Note that the fine step mode has a maximum total range much smaller than the overall range, since it uses the flexure system to add a fine displacement on top of the coarse one. Therefore they have to use the coarse adjustment to get it close, and then use the fine adjustment the rest of the way. According to the doc, the fine adjustment has a max displacement of 8 microns. By my math, the coarse actuator has a resolution of about 0.06 microns; plenty to get within range of the fine actuation.
Well, but, they weren’t even doing that. If it’s the modulus per density thing they actually meant, that’s still not strength. Eggshells are nowhere near as strong as nylon rope, but they have much higher modulus.
Kind of an interesting milestone: JWST distance to L2 orbit is now less than the circumference of the earth. Its speed, however, is now in the range of a late 1950s turboprop airliner.
Wake me up when it has the speed of an unladen swallow.
African or European?
Watched a video— Be was chosen because it is light, stiff, and thermally stable.
Brian
I haven’t watched that video yet, but beryllium
was also used in the Spitzer Space
Telescope – due to its strength and light weight.
Looks like the L2 Insertion is planned for sometime Monday. That will be something to follow in the news! Sounds kind of pornographic to me.
Beryllium, Lagrange points; it’s all coming together, Isaac!
Something very strange just happened. The distance to L2 orbit was showing as less than 5000 miles earlier this morning, and the graph showed the JWST almost at the L2 orbital insertion point. Now the distance suddenly updated to over 16,000 miles and the JWST is showing as farther away, and the timeline now has a “Day 30” (which is tomorrow). Apparently the estimated tracking data on the website was wrong.
That video isn’t great. Narrator says “It is super light weight!” when what she means is that beryllium’s density is low. And - as the comments note - no mention is made of its toxicity, which deserves at least passing mention.
Not the words I most wanted to read this morning in connection with the JWST…
I trust that this is the explanation.
The distance numbers are not real-time readings, but based on precalculated flight data. Somehow the website had inaccurate numbers. I don’t think the “distance from earth” number changed, I think what changed was the “distance to L2” number, the distance complete percentage, and the graph.
I’m guessing that maybe what someone setting up the website got wrong was the total distance the JWST had to travel. I suspect perhaps they used the distance to L2 rather than the distance to the orbital insertion point. The JWST halo orbit will be very large and the insertion point is quite far from the actual L2.
Yes, the orbit has a diameter of the order of half a million kilometers, it’s not as though they were aiming at a point.

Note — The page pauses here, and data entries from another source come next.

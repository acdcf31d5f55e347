use std::{fs::File, io::BufWriter, path::Path};

use camcalib_image::{Image, ImageSize};
use png::{BitDepth, ColorType, Encoder};

use crate::error::IoError;

/// Writes the given PNG _(rgb8)_ data to the given file path.
///
/// # Arguments
///
/// - `file_path` - The path to the PNG image.
/// - `image` - The image containing the PNG image data.
pub fn write_image_png_rgb8(
    file_path: impl AsRef<Path>,
    image: &Image<u8, 3>,
) -> Result<(), IoError> {
    write_png_impl(file_path, image.as_slice(), image.size(), ColorType::Rgb)
}

/// Writes the given PNG _(grayscale 8-bit)_ data to the given file path.
///
/// # Arguments
///
/// - `file_path` - The path to the PNG image.
/// - `image` - The image containing the PNG image data.
pub fn write_image_png_gray8(
    file_path: impl AsRef<Path>,
    image: &Image<u8, 1>,
) -> Result<(), IoError> {
    write_png_impl(
        file_path,
        image.as_slice(),
        image.size(),
        ColorType::Grayscale,
    )
}

fn write_png_impl(
    file_path: impl AsRef<Path>,
    image_data: &[u8],
    image_size: ImageSize,
    color_type: ColorType,
) -> Result<(), IoError> {
    let file = File::create(file_path)?;

    let mut encoder = Encoder::new(
        BufWriter::new(file),
        image_size.width as u32,
        image_size.height as u32,
    );
    encoder.set_color(color_type);
    encoder.set_depth(BitDepth::Eight);

    let mut writer = encoder
        .write_header()
        .map_err(|e| IoError::PngEncodingError(e.to_string()))?;
    writer
        .write_image_data(image_data)
        .map_err(|e| IoError::PngEncodingError(e.to_string()))?;
    writer
        .finish()
        .map_err(|e| IoError::PngEncodingError(e.to_string()))?;

    Ok(())
}
use camcalib_image::{Image, ImageError};

/// Crop an image to a specified region.
///
/// The size of the region is given by the size of the destination image.
///
/// # Arguments
///
/// * `src` - The source image to crop.
/// * `dst` - The destination image to store the cropped image.
/// * `x` - The x-coordinate of the top-left corner of the region to crop.
/// * `y` - The y-coordinate of the top-left corner of the region to crop.
///
/// # Errors
///
/// Returns [`ImageError::InvalidCropRegion`] if the region does not fit inside the source image.
///
/// # Examples
///
/// ```rust
/// use camcalib_image::{Image, ImageSize};
/// use camcalib_imgproc::crop::crop_image;
///
/// let image = Image::<_, 1>::new(ImageSize { width: 4, height: 4 }, vec![
///     0u8, 1, 2, 3,
///     4u8, 5, 6, 7,
///     8u8, 9, 10, 11,
///     12u8, 13, 14, 15
/// ]).unwrap();
///
/// let mut cropped = Image::<_, 1>::from_size_val(ImageSize { width: 2, height: 2 }, 0u8).unwrap();
///
/// crop_image(&image, &mut cropped, 1, 1).unwrap();
///
/// assert_eq!(cropped.as_slice(), &[5u8, 6, 9, 10]);
/// ```
pub fn crop_image<T, const C: usize>(
    src: &Image<T, C>,
    dst: &mut Image<T, C>,
    x: usize,
    y: usize,
) -> Result<(), ImageError>
where
    T: Copy,
{
    let (dst_cols, dst_rows) = (dst.cols(), dst.rows());

    if x + dst_cols > src.cols() || y + dst_rows > src.rows() {
        return Err(ImageError::InvalidCropRegion(x, y, dst_cols, dst_rows));
    }

    if dst_cols == 0 {
        return Ok(());
    }

    let src_stride = src.cols() * C;
    let src_data = src.as_slice();

    dst.as_slice_mut()
        .chunks_exact_mut(dst_cols * C)
        .enumerate()
        .for_each(|(i, dst_row)| {
            // get the slice at the top left corner
            let offset = (y + i) * src_stride + x * C;
            dst_row.copy_from_slice(&src_data[offset..offset + dst_cols * C]);
        });

    Ok(())
}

Who knows what exactly it’s counting down to - insertion burn point? That must surely be recalculated to get it precisely correct.
Or we found a wormhole.
Don’t lick the JWST should go without saying.
If you’re going to make such a nitpick - in fact I think what matters is the strength of Beryllium for a given weight. I don’t see how low density is an advantage - quite the opposite, in fact.
Well, certainly, this is what I figured when I first heard of JWST’s mirrors. Also Be has a thermal conductivity similar to aluminum (IIRC) which means a given heat flux hitting only parts of a Be component will drive smaller temperature differences over the component, and I imagine that helps too.
Like I say, its stiffness to density ratio is six times that of steel. I’d be intrigued to have a bell made of beryllium because it would ring at such a high pitch (though if you look for beryllium bells online, you find a huge number of brass musical instruments that have what they call a “beryllium bell” which is not made of beryllium and not even clearly made of an alloy that contains some beryllium). I do have some small pieces of beryllium, and they’re certainly low density, but they’re little blobs whose stiffness isn’t at all apparent when handling them. I also have a bar of beryllium copper which is, I think, 3% Be.
Beryllium is awfully toxic as an airborne powder during grinding operations, or as a fume in smelting. I think it’s safe to handle as metal parts, at least if you don’t have open sores that you rub the part into, but it’s hard to get an accurate read on this. Tools made of beryllium copper alloys don’t get any special handling. The person holding a piece wearing gloves, goggles, and a mask seems to be outlandish.
I was struck more by the howler of an error that NASA’s public facing web site contained.
As an electronicker I’ve worked with beryllium oxide ceramic heat sink ceramics and grease but not the metal. It is highly insulative, heat conducting, and stable at high temperatures, perfect for the job.
The ceramic pieces were pre-formed and required no machining or drilling so were deemed safe. After handling the grease or even the tube it came in I’d thoroughly wash my hands. It would be applied between the semiconductor piece, most frequently a TO-3 package, to maximize the surface contact with the actual heat sink and could be counted on to stay in place.
Now you tell me!?
Just did a double take on this… you mean electrical insulator and heat conductor, right?